Dataset entries
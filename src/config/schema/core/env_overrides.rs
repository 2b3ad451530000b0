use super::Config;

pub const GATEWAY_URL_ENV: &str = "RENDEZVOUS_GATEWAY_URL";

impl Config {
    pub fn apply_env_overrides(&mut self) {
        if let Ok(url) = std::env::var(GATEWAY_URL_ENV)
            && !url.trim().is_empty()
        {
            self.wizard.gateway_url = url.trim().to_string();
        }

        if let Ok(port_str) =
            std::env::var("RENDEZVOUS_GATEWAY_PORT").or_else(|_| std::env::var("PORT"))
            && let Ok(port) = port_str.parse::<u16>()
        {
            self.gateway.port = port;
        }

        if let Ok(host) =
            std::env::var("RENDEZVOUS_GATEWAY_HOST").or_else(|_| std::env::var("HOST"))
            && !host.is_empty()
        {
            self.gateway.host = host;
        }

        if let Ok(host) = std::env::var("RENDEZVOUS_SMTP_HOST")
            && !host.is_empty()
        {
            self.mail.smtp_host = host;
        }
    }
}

## Task description
Copy out the entries above again, keeping them exact.

## Written answer
filename src/config/schema/core/env_overrides.rs
repository 2b3ad451530000b0
use super::Config;

pub const GATEWAY_URL_ENV: &str = "RENDEZVOUS_GATEWAY_URL";

impl Config {
    pub fn apply_env_overrides(&mut self) {
        if let Ok(url) = std::env::var(GATEWAY_URL_ENV)
            && !url.trim().is_empty()
        {
            self.wizard.gateway_url = url.trim().to_string();
        }

        if let Ok(port_str) =
            std::env::var("RENDEZVOUS_GATEWAY_PORT").or_else(|_| std::env::var("PORT"))
            && let Ok(port) = port_str.parse::<u16>()
        {
            self.gateway.port = port;
        }

        if let Ok(host) =
            std::env::var("RENDEZVOUS_GATEWAY_HOST").or_else(|_| std::env::var("HOST"))
            && !host.is_empty()
        {
            self.gateway.host = host;
        }

        if let Ok(host) = std::env::var("RENDEZVOUS_SMTP_HOST")
            && !host.is_empty()
        {
            self.mail.smtp_host = host;
        }
    }
}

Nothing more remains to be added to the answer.